Within the listing below, please copy exactly the lines between the line holding "self.last = if" and the line holding "self.interpolations.pop();", inclusive.
+ + + + + + +
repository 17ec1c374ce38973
//! Configuration management for minifylet

mod io;
mod types;

pub use types::*;

use anyhow::Result;
use std::path::{Path, PathBuf};

impl Config {
    /// Get the config file path (~/.config/minifylet/config.toml)
    pub fn config_path() -> Result<PathBuf> {
        io::config_path()
    }

    /// Get the config directory path (~/.config/minifylet)
    pub fn config_dir() -> Result<PathBuf> {
        io::config_dir()
    }

    /// Load configuration from file, or return defaults if not found
    pub fn load() -> Result<Self> {
        io::load()
    }

    /// Load configuration from an explicit path
    pub fn load_from(path: &Path) -> Result<Self> {
        io::load_from(path)
    }
}
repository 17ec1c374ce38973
//! Errors raised while scanning JavaScript source.

use std::fmt;

/// The construct that was still open when the input ran out.
#[derive(Debug, Clone, Copy, PartialEq, Eq)]
pub enum LiteralKind {
    String,
    Template,
    Regex,
    BlockComment,
}

impl fmt::Display for LiteralKind {
    fn fmt(&self, f: &mut fmt::Formatter<'_>) -> fmt::Result {
        match self {
            LiteralKind::String => write!(f, "string literal"),
            LiteralKind::Template => write!(f, "template literal"),
            LiteralKind::Regex => write!(f, "regular expression literal"),
            LiteralKind::BlockComment => write!(f, "block comment"),
        }
    }
}

/// Source could not be minified without corrupting it.
///
/// `line` and `column` are 1-based and point at the character that opened
/// the unterminated construct.
#[derive(Debug, Clone, PartialEq, Eq, thiserror::Error)]
#[error("Malformed source: unterminated {kind} starting at line {line}, column {column}")]
pub struct MalformedSourceError {
    pub kind: LiteralKind,
    pub line: usize,
    pub column: usize,
}
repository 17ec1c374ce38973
//! Character scanner that removes comments and redundant whitespace.
//!
//! Literals (strings, templates, regexes) are copied verbatim. Everything
//! inside a template interpolation `${...}` is copied verbatim too, but it is
//! still scanned so that braces, quotes and backticks nested inside it are
//! matched correctly.

use super::error::{LiteralKind, MalformedSourceError};
use super::spacing::{self, Gap};
use super::token::{is_line_terminator, is_whitespace, is_word_char, Token};

/// Prefix of an already-built bookmarklet.
const BOOKMARKLET_PREFIX: &str = "javascript:";

/// An open `${` inside a template literal.
struct Interpolation {
    /// Unclosed `{` inside the interpolation.
    depth: usize,
    /// Index of the backtick that opened the enclosing template.
    template_start: usize,
}

pub struct Scanner {
    chars: Vec<char>,
    pos: usize,
    out: String,
    last: Token,
    gap: Gap,
    interpolations: Vec<Interpolation>,
}

impl Scanner {
    pub fn new(source: &str) -> Self {
        let mut scanner = Self {
            chars: source.chars().collect(),
            pos: 0,
            out: String::with_capacity(source.len()),
            last: Token::Start,
            gap: Gap::None,
            interpolations: Vec::new(),
        };
        scanner.skip_bookmarklet_prefix();
        scanner
    }

    /// Scan the whole input and return the minified code.
    pub fn run(mut self) -> Result<String, MalformedSourceError> {
        while let Some(c) = self.peek(0) {
            match c {
                c if is_whitespace(c) => self.whitespace(c),
                '/' if self.peek(1) == Some('/') => self.line_comment(),
                '/' if self.peek(1) == Some('*') => self.block_comment()?,
                '/' if self.last.allows_regex() => self.regex()?,
                '"' | '\'' => self.string(c)?,
                '`' => self.template()?,
                '{' => {
                    if let Some(open) = self.interpolations.last_mut() {
                        open.depth += 1;
                    }
                    self.punct(c);
                }
                '}' => self.close_brace()?,
                c if is_word_char(c) => self.word(),
                c => self.punct(c),
            }
        }

        if let Some(open) = self.interpolations.last() {
            return Err(self.malformed(LiteralKind::Template, open.template_start));
        }
        Ok(self.out)
    }

    // ========================================================================
    // Skipped input
    // ========================================================================

    fn skip_bookmarklet_prefix(&mut self) {
        let start = self
            .chars
            .iter()
            .position(|c| !is_whitespace(*c))
            .unwrap_or(self.chars.len());
        let prefix: Vec<char> = BOOKMARKLET_PREFIX.chars().collect();
        if self.chars[start..].starts_with(&prefix) {
            self.pos = start + prefix.len();
        }
    }

    fn whitespace(&mut self, c: char) {
        self.pos += 1;
        if self.in_interpolation() {
            self.out.push(c);
            return;
        }
        let gap = if is_line_terminator(c) {
            Gap::Newline
        } else {
            Gap::Space
        };
        self.gap = self.gap.widen(gap);
    }

    /// `// ...` up to, but not including, the line terminator.
    fn line_comment(&mut self) {
        let start = self.pos;
        while let Some(c) = self.peek(0) {
            if is_line_terminator(c) {
                break;
            }
            self.pos += 1;
        }

        if self.in_interpolation() {
            self.out.extend(self.chars[start..self.pos].iter());
        } else {
            self.gap = self.gap.widen(Gap::Space);
        }
    }

    /// `/* ... */`, which counts as a line break if it spans lines.
    fn block_comment(&mut self) -> Result<(), MalformedSourceError> {
        let start = self.pos;
        self.pos += 2;
        let mut gap = Gap::Space;

        loop {
            match self.peek(0) {
                None => return Err(self.malformed(LiteralKind::BlockComment, start)),
                Some('*') if self.peek(1) == Some('/') => {
                    self.pos += 2;
                    break;
                }
                Some(c) => {
                    if is_line_terminator(c) {
                        gap = Gap::Newline;
                    }
                    self.pos += 1;
                }
            }
        }

        if self.in_interpolation() {
            self.out.extend(self.chars[start..self.pos].iter());
        } else {
            self.gap = self.gap.widen(gap);
        }
        Ok(())
    }

    // ========================================================================
    // Tokens
    // ========================================================================

    fn word(&mut self) {
        let start = self.pos;
        self.begin_token(self.chars[start]);
        while let Some(c) = self.peek(0) {
            if !is_word_char(c) {
                break;
            }
            self.pos += 1;
        }

        let text: String = self.chars[start..self.pos].iter().collect();
        self.out.push_str(&text);
        let member = self.last == Token::Punct('.');
        self.last = Token::Word { text, member };
    }

    fn punct(&mut self, c: char) {
        let adjacent = self.gap == Gap::None;
        self.begin_token(c);
        self.push_next();

        let update = adjacent && matches!(c, '+' | '-') && self.last == Token::Punct(c);
        self.last = if update {
            Token::Update(c)
        } else {
            Token::Punct(c)
        };
    }

    /// `}` either closes a block or ends a template interpolation.
    fn close_brace(&mut self) -> Result<(), MalformedSourceError> {
        match self.interpolations.last_mut() {
            Some(open) if open.depth == 0 => {
                let template_start = open.template_start;
                self.interpolations.pop();
                self.push_next();
                self.template_body(template_start)
            }
            Some(open) => {
                open.depth -= 1;
                self.punct('}');
                Ok(())
            }
            None => {
                self.punct('}');
                Ok(())
            }
        }
    }

    // ========================================================================
    // Literals
    // ========================================================================

    fn string(&mut self, quote: char) -> Result<(), MalformedSourceError> {
        let start = self.pos;
        self.begin_token(quote);
        self.push_next();

        loop {
            match self.peek(0) {
                Some(c) if c == quote => {
                    self.push_next();
                    break;
                }
                Some('\\') => {
                    self.push_next();
                    self.escaped(LiteralKind::String, start)?;
                }
                Some('\n') | Some('\r') | None => {
                    return Err(self.malformed(LiteralKind::String, start));
                }
                Some(_) => self.push_next(),
            }
        }

        self.last = Token::Literal;
        Ok(())
    }

    fn regex(&mut self) -> Result<(), MalformedSourceError> {
        let start = self.pos;
        self.begin_token('/');
        self.push_next();
        let mut in_class = false;

        loop {
            match self.peek(0) {
                Some('\\') => {
                    self.push_next();
                    match self.peek(0) {
                        Some(c) if !is_line_terminator(c) => self.push_next(),
                        _ => return Err(self.malformed(LiteralKind::Regex, start)),
                    }
                }
                Some('[') => {
                    in_class = true;
                    self.push_next();
                }
                Some(']') => {
                    in_class = false;
                    self.push_next();
                }
                Some('/') if !in_class => {
                    self.push_next();
                    break;
                }
                Some(c) if !is_line_terminator(c) => self.push_next(),
                _ => return Err(self.malformed(LiteralKind::Regex, start)),
            }
        }

        // flags
        while let Some(c) = self.peek(0) {
            if !is_word_char(c) {
                break;
            }
            self.push_next();
        }

        self.last = Token::Regex;
        Ok(())
    }

    fn template(&mut self) -> Result<(), MalformedSourceError> {
        let start = self.pos;
        self.begin_token('`');
        self.push_next();
        self.template_body(start)
    }

    /// Copy template text until the closing backtick or the next `${`.
    fn template_body(&mut self, start: usize) -> Result<(), MalformedSourceError> {
        loop {
            match self.peek(0) {
                None => return Err(self.malformed(LiteralKind::Template, start)),
                Some('`') => {
                    self.push_next();
                    self.last = Token::Literal;
                    return Ok(());
                }
                Some('\\') => {
                    self.push_next();
                    self.escaped(LiteralKind::Template, start)?;
                }
                Some('$') if self.peek(1) == Some('{') => {
                    self.push_next();
                    self.push_next();
                    self.interpolations.push(Interpolation {
                        depth: 0,
                        template_start: start,
                    });
                    self.last = Token::Punct('{');
                    return Ok(());
                }
                Some(_) => self.push_next(),
            }
        }
    }

    /// Copy the character after a backslash, keeping `\r\n` together.
    fn escaped(&mut self, kind: LiteralKind, start: usize) -> Result<(), MalformedSourceError> {
        match self.peek(0) {
            None => Err(self.malformed(kind, start)),
            Some('\r') if self.peek(1) == Some('\n') => {
                self.push_next();
                self.push_next();
                Ok(())
            }
            Some(_) => {
                self.push_next();
                Ok(())
            }
        }
    }

    // ========================================================================
    // Helpers
    // ========================================================================

    /// Emit the separator owed to the pending gap before a token starting with `next`.
    ///
    /// Must be called while `pos` still points at `next`.
    fn begin_token(&mut self, next: char) {
        let gap = std::mem::replace(&mut self.gap, Gap::None);
        let Some(prev) = self.out.chars().next_back() else {
            return;
        };
        let after = self.peek(1);
        if let Some(sep) = spacing::separator(gap, &self.last, prev, next, after) {
            self.out.push(sep);
        }
    }

    fn in_interpolation(&self) -> bool {
        !self.interpolations.is_empty()
    }

    fn peek(&self, offset: usize) -> Option<char> {
        self.chars.get(self.pos + offset).copied()
    }

    fn push_next(&mut self) {
        if let Some(c) = self.peek(0) {
            self.out.push(c);
            self.pos += 1;
        }
    }

    fn malformed(&self, kind: LiteralKind, index: usize) -> MalformedSourceError {
        let before = &self.chars[..index];
        let line = before.iter().filter(|c| **c == '\n').count() + 1;
        let line_start = before
            .iter()
            .rposition(|c| *c == '\n')
            .map_or(0, |p| p + 1);
        MalformedSourceError {
            kind,
            line,
            column: index - line_start + 1,
        }
    }
}
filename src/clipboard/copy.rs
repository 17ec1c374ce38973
//! Copy orchestrator for clipboard operations.

use tracing::{debug, warn};

use super::error::ClipboardError;
use super::result::CopyResult;
use super::tool::{CopyTool, CopyToolError};
use super::tools::platform_tools;

/// Orchestrates clipboard copy operations using available tools.
///
/// Tools are tried in order; the first one that succeeds wins.
pub struct Copy {
    tools: Vec<Box<dyn CopyTool>>,
}

impl Copy {
    /// Create with platform-appropriate tools.
    pub fn new() -> Self {
        Self {
            tools: platform_tools(),
        }
    }

    /// Create with specific tools (for testing).
    pub fn with_tools(tools: Vec<Box<dyn CopyTool>>) -> Self {
        Self { tools }
    }

    /// Get a reference to the tools list.
    pub fn tools(&self) -> &[Box<dyn CopyTool>] {
        &self.tools
    }

    /// Copy text to the clipboard.
    pub fn text(&self, text: &str) -> Result<CopyResult, ClipboardError> {
        if self.tools.is_empty() {
            return Err(ClipboardError::UnsupportedPlatform);
        }

        let mut last_error: Option<String> = None;
        for tool in &self.tools {
            if !tool.is_available() {
                debug!("Clipboard: {} not available", tool.name());
                continue;
            }
            match tool.try_copy_text(text) {
                Ok(()) => {
                    debug!("Clipboard: copied {} bytes with {}", text.len(), tool.name());
                    return Ok(CopyResult::new(tool.method(), text.len()));
                }
                Err(CopyToolError::NotFound) => continue,
                Err(CopyToolError::Failed(msg)) => {
                    warn!("Clipboard: {} failed ({}), trying next tool...", tool.name(), msg);
                    last_error = Some(msg);
                }
            }
        }

        if let Some(err) = last_error {
            debug!("Clipboard: all tools failed. Last error: {}", err);
        }

        Err(ClipboardError::NoToolAvailable)
    }
}

impl Default for Copy {
    fn default() -> Self {
        Self::new()
    }
}
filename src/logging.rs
//! Diagnostic logging setup.
//!
//! Everything goes to stderr so stdout stays clean for the bookmarklet URL.

use tracing_subscriber::EnvFilter;

/// Default filter directive for the given verbosity.
pub fn default_directive(verbose: bool) -> &'static str {
    if verbose {
        "debug"
    } else {
        "info"
    }
}

/// Install the global subscriber. `RUST_LOG` takes precedence over `verbose`.
///
/// Calling this more than once is harmless; later calls are ignored.
pub fn init(verbose: bool) {
    let filter = EnvFilter::try_from_default_env()
        .unwrap_or_else(|_| EnvFilter::new(default_directive(verbose)));

    let _ = tracing_subscriber::fmt()
        .with_env_filter(filter)
        .with_writer(std::io::stderr)
        .with_ansi(atty::is(atty::Stream::Stderr))
        .with_target(false)
        .without_time()
        .try_init();
}
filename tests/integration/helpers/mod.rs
//! Test helper utilities

#![allow(dead_code)]

use std::fs;
use std::path::PathBuf;

/// Get the path to the fixtures directory
pub fn fixtures_dir() -> PathBuf {
    PathBuf::from(env!("CARGO_MANIFEST_DIR"))
        .join("tests")
        .join("fixtures")
}

/// Get the path to a fixture file
pub fn fixture_path(name: &str) -> PathBuf {
    fixtures_dir().join(name)
}

/// Load a fixture file's contents
pub fn load_fixture(name: &str) -> String {
    let path = fixture_path(name);
    fs::read_to_string(&path).unwrap_or_else(|_| panic!("Failed to load fixture: {}", name))
}

/// Reverse `%XX` escapes, for checking that encoding loses nothing.
pub fn percent_decode(encoded: &str) -> String {
    let bytes = encoded.as_bytes();
    let mut out = Vec::with_capacity(bytes.len());
    let mut i = 0;
    while i < bytes.len() {
        if bytes[i] == b'%' && i + 2 < bytes.len() {
            let hex = std::str::from_utf8(&bytes[i + 1..i + 3]).unwrap();
            out.push(u8::from_str_radix(hex, 16).unwrap());
            i += 3;
        } else {
            out.push(bytes[i]);
            i += 1;
        }
    }
    String::from_utf8(out).unwrap()
}

/// Minified output of `highlight_links.js`.
pub const HIGHLIGHT_LINKS_MINIFIED: &str = "(function(){var links=document.querySelectorAll('a');for(var i=0;i<links.length;i++){links[i].style.background=\"yellow\";}\nalert(links.length+' links');})();";

/// Minified output of `word_count.js`.
pub const WORD_COUNT_MINIFIED: &str = "var text=String(window.getSelection());var words=text.split(/\\s+/).filter(function(w){return w.length>0;});alert(\"Words: \"+words.length);";

/// Minified output of `no_semicolons.js`.
pub const NO_SEMICOLONS_MINIFIED: &str =
    "const title=document.title\nconst url=location.href;[title,url].forEach(function(part){console.log(part)})";
use dioxus::{logger::tracing::debug, prelude::*};

use fav_num::route::Route;

const MAIN_CSS: Asset = asset!("/assets/main.css");

fn main() {
    debug!("Starting favorite number picker");
    dioxus::launch(App);
}

#[component]
fn App() -> Element {
    rsx! {
        // Global app resources
        document::Link { rel: "stylesheet", href: MAIN_CSS }

        Router::<Route> {}
    }
}
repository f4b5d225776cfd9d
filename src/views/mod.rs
mod home;
pub use home::Home;
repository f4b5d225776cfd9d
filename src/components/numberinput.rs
use dioxus::{logger::tracing::debug, prelude::*};

use crate::picker::entry::Entry;

#[component]
pub fn NumberInput(#[props(into)] id: String, entry: Signal<Entry>, max: i64) -> Element {
    let mut entry = entry;
    let value = entry.read().display_value();
    rsx!(
        input {
            id,
            r#type: "number",
            value,
            max: "{max}",
            oninput: move |event| {
                debug!("Setting new value {event:?}");
                entry.write().enter(&event.value());
            },
        }
    )
}
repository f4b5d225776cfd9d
use dioxus::prelude::*;

pub const INVALID_MESSAGE: &str = "The number is invalid";

#[component]
pub fn InvalidAlert() -> Element {
    rsx!(
        div { class: "alert", role: "alert", {INVALID_MESSAGE} }
    )
}
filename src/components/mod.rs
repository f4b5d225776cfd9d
mod alert;
pub use alert::{InvalidAlert, INVALID_MESSAGE};

mod favnum;
pub use favnum::{FavNum, FavNumField, FIELD_ID};

mod numberinput;
pub use numberinput::NumberInput;
use dioxus::logger::tracing::debug;

use super::{bounds::Bounds, coerce::coerce_number};

/// What the user has typed into the picker so far.
#[derive(Copy, Clone, Debug, Default, PartialEq)]
pub struct Entry {
    pub value: f64,
    /// Set by the first input event and never cleared.
    pub entered: bool,
}

impl Entry {
    pub fn new() -> Self {
        Self::default()
    }

    /// Stores the coerced `raw` text and marks the entry as entered.
    pub fn enter(&mut self, raw: &str) {
        self.value = coerce_number(raw);
        self.entered = true;
        debug!("Entered {raw:?} as {}", self.value);
    }

    /// An untouched entry is valid whatever its value.
    pub fn is_valid(&self, bounds: Bounds) -> bool {
        !self.entered || bounds.contains(self.value)
    }

    /// Text for the `value` attribute of the input. A number field accepts
    /// neither NaN nor the infinities, so those render empty.
    pub fn display_value(&self) -> String {
        match self.value.is_finite() {
            true => self.value.to_string(),
            false => String::new(),
        }
    }
}
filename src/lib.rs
pub mod components;
pub mod picker;
pub mod route;
pub mod views;
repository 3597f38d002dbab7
// crates/core/src/video_id.rs
//! Video id extraction from the URL shapes browsers paste in.

use std::sync::OnceLock;

use regex_lite::Regex;

use crate::error::VideoIdError;

fn video_url_regex() -> &'static Regex {
    static RE: OnceLock<Regex> = OnceLock::new();
    RE.get_or_init(|| {
        Regex::new(
            r#"(?:youtube\.com/(?:[^/]+/.+/|(?:v|e(?:mbed)?)/|.*[?&]v=)|youtu\.be/)([^"&?/\s]{11})"#,
        )
        .expect("valid video url regex")
    })
}

/// Extract the 11-character video id from a watch, short, embed or `/v/` URL.
pub fn extract_video_id(url: &str) -> Result<String, VideoIdError> {
    let url = url.trim();
    if url.is_empty() {
        return Err(VideoIdError::Empty);
    }
    video_url_regex()
        .captures(url)
        .and_then(|caps| caps.get(1))
        .map(|m| m.as_str().to_string())
        .ok_or_else(|| VideoIdError::not_recognized(url))
}

/// Whether `id` is safe to use as a job id and as a file stem.
///
/// Ids end up in filesystem paths under the media directory, so only the
/// characters that appear in real video ids are accepted.
pub fn is_valid_video_id(id: &str) -> bool {
    !id.is_empty()
        && id.len() <= 64
        && id
            .bytes()
            .all(|b| b.is_ascii_alphanumeric() || b == b'-' || b == b'_')
}

/// Canonical watch URL handed to the fetch tool.
pub fn watch_url(id: &str) -> String {
    format!("https://www.youtube.com/watch?v={id}")
}

/// Embeddable player URL used as the video preview.
pub fn embed_url(id: &str) -> String {
    format!("https://www.youtube.com/embed/{id}")
}
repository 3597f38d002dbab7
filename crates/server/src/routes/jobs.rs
// crates/server/src/routes/jobs.rs
//! API routes for download job state.
//!
//! - GET /jobs - Snapshots of all running jobs
//! - GET /jobs/{id} - Latest snapshot of one job

use axum::extract::{Path, State};
use axum::routing::get;
use axum::{Json, Router};
use std::sync::Arc;

use fetchtube_core::ProgressSnapshot;

use crate::error::{ApiError, ApiResult};
use crate::state::AppState;

/// GET /api/jobs - List all running jobs.
async fn list_jobs(State(state): State<Arc<AppState>>) -> Json<Vec<ProgressSnapshot>> {
    let mut jobs = state.store.active();
    jobs.sort_by(|a, b| a.id.cmp(&b.id));
    Json(jobs)
}

/// GET /api/jobs/{id} - Latest snapshot, finished jobs included until evicted.
async fn get_job(
    State(state): State<Arc<AppState>>,
    Path(id): Path<String>,
) -> ApiResult<Json<ProgressSnapshot>> {
    state
        .store
        .get(&id)
        .map(Json)
        .ok_or(ApiError::JobNotFound(id))
}

/// Build the jobs router.
pub fn router() -> Router<Arc<AppState>> {
    Router::new()
        .route("/jobs", get(list_jobs))
        .route("/jobs/{id}", get(get_job))
}
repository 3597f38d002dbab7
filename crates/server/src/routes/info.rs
//! Video metadata lookup.

use std::sync::Arc;

use axum::extract::{Query, State};
use axum::routing::get;
use axum::{Json, Router};
use serde::Deserialize;

use fetchtube_core::{extract_video_id, VideoInfo};

use super::required;
use crate::error::ApiResult;
use crate::state::AppState;

#[derive(Debug, Deserialize)]
pub struct InfoQuery {
    pub url: Option<String>,
}

/// GET /api/info?url= - title, thumbnail, duration and uploader of a video.
pub async fn video_info(
    State(state): State<Arc<AppState>>,
    Query(query): Query<InfoQuery>,
) -> ApiResult<Json<VideoInfo>> {
    let url = required(query.url, "url")?;
    let id = extract_video_id(&url)?;
    let info = state.backend.video_info(&id, &url).await?;
    tracing::debug!(video_id = %id, title = %info.title, "Video info fetched");
    Ok(Json(info))
}

pub fn router() -> Router<Arc<AppState>> {
    Router::new().route("/info", get(video_info))
}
+ + + + + + +
* Response to this task
        self.last = if update {
            Token::Update(c)
        } else {
            Token::Punct(c)
        };
    }

    /// `}` either closes a block or ends a template interpolation.
    fn close_brace(&mut self) -> Result<(), MalformedSourceError> {
        match self.interpolations.last_mut() {
            Some(open) if open.depth == 0 => {
                let template_start = open.template_start;
                self.interpolations.pop();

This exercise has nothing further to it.